Tampa, Florida, 13-15 March 2019

Last week I was lucky enough to attend the annual gathering of the Team Based Learning (TBL)  Collaborative. In summary, the themes including leading educational change (not just TBL) in an institution, trends including TBL online and extended reality, the relevance to current issues including accreditation, work readiness, student inclusion and wellbeing.

This was the first time that I had met the international TBL community and it was a great experience. Although TBL is relatively new in the UK (including @UniOfBath), it is in fact 40 years old (this year! There was a birthday cake at the conference). The conference contained a great mix of the hands on workshops on implementing TBL (of which more below), strategic issues (particularly leading change) and emerging trends (online and extended reality). But as ever the real value (at least for me) was connecting with the community who between them have a vast store of accumulated wisdom on TBL. They are also very friendly and welcoming.

 Theme 1: leading strategic change

This was a core theme of the conference, with a keynote by Sheila Chauvin and some workshops led by various change leaders including Julie Estis who led a very impressive change programme at the University of South Alabama. Although I do know a bit about organisational change management, it was great to see some of these models in action and challenge my thinking. For me the key insights included:

  • Identify your ‘early adopters’ and others on the Rogers diffusion curve. Then figure out how you will engage them (different methods at different stages of adoption). Putting actual names of key stakeholders in each of these segments was very useful and something I hadn’t done yet.
  • Students are also key adopters of change. We normally co-design educational changes with the students, and gather their feedback, but we (or at least I) haven’t really allowed students to exercise their full potential as organisational change agents.
  • Communication from leadership is a clear signal that ‘it will happen’ and therefore builds credibility for the ‘late majority’. This is not the same thing as a directive which can backfire.
  • You can build training and support into career development. One institution has a question on the annual appraisal asking staff what innovative teaching they had introduced this year.
  • We also explored various ways to engage or interest other staff including the ‘one legged conference’ to get at key concerns, sharing of frustrations (and celebrations of success), invitations to observe a session, listening to the student voice (new Unit Evaluation question? “solving problems in teams is an effective way to learn”) and even the use of prospect theory (potential avoidance of risk/pain/workload rather than potential benefit/reward).

Theme 2: emerging trends

I hadn’t come across the term ‘extended reality’ before – this includes VR, AR and ‘mixed’ reality. This technology is in an early stage and then educational benefits are unclear. But then if you consider the state of robotics 20 years ago you get a sense of how quickly things will move. I won’t be using extended reality this year (or next) but I could see it becoming a key tool in 5-10 years.

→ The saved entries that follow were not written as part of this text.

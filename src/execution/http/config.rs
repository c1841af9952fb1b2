//! HTTP configuration
//!
//! Timeouts bound response acquisition (`timeout`, `connect_timeout`) and the
//! streaming read (`stream_idle_timeout`). A timeout while streaming is fatal.

use crate::error::LlmError;
use std::time::Duration;

#[derive(Debug, Clone, Default)]
pub struct HttpConfig {
    /// Total request timeout, applied by the HTTP client
    pub timeout: Option<Duration>,
    /// Connection establishment timeout
    pub connect_timeout: Option<Duration>,
    /// Maximum wait for the next SSE frame once streaming
    pub stream_idle_timeout: Option<Duration>,
    pub user_agent: Option<String>,
}

impl HttpConfig {
    pub fn new() -> Self {
        Self::default()
    }

    pub fn with_timeout(mut self, timeout: Duration) -> Self {
        self.timeout = Some(timeout);
        self
    }

    pub fn with_connect_timeout(mut self, timeout: Duration) -> Self {
        self.connect_timeout = Some(timeout);
        self
    }

    pub fn with_stream_idle_timeout(mut self, timeout: Duration) -> Self {
        self.stream_idle_timeout = Some(timeout);
        self
    }

    pub fn with_user_agent(mut self, user_agent: impl Into<String>) -> Self {
        self.user_agent = Some(user_agent.into());
        self
    }

    /// Build a `reqwest::Client` honoring this configuration.
    pub fn build_client(&self) -> Result<reqwest::Client, LlmError> {
        let mut builder = reqwest::Client::builder();
        if let Some(timeout) = self.timeout {
            builder = builder.timeout(timeout);
        }
        if let Some(timeout) = self.connect_timeout {
            builder = builder.connect_timeout(timeout);
        }
        if let Some(ua) = &self.user_agent {
            builder = builder.user_agent(ua.clone());
        }
        builder
            .build()
            .map_err(|e| LlmError::ConfigurationError(format!("Failed to build HTTP client: {e}")))
    }
}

Also, noting the obvious but often not explicitly acknowledged

online is not going away

we were invited to consider how to maintain engagement in an online session. It’s fair to say this is a work in progress, but some great approaches were shown, with impressive peer interaction results – certainly better than traditional online learning.

Theme 3: TBL basics

The conference has a whole track on the basic ingredients of TBL. I didn’t go to them all but I picked up great tips on writing effective multiple choice questions (a real art!) and facilitation. On that last point it was really valuable to sit in the sessions (of course run in TBL style) and get the tacit learning from watching experienced TBL educators employ these skills seemingly effortlessly.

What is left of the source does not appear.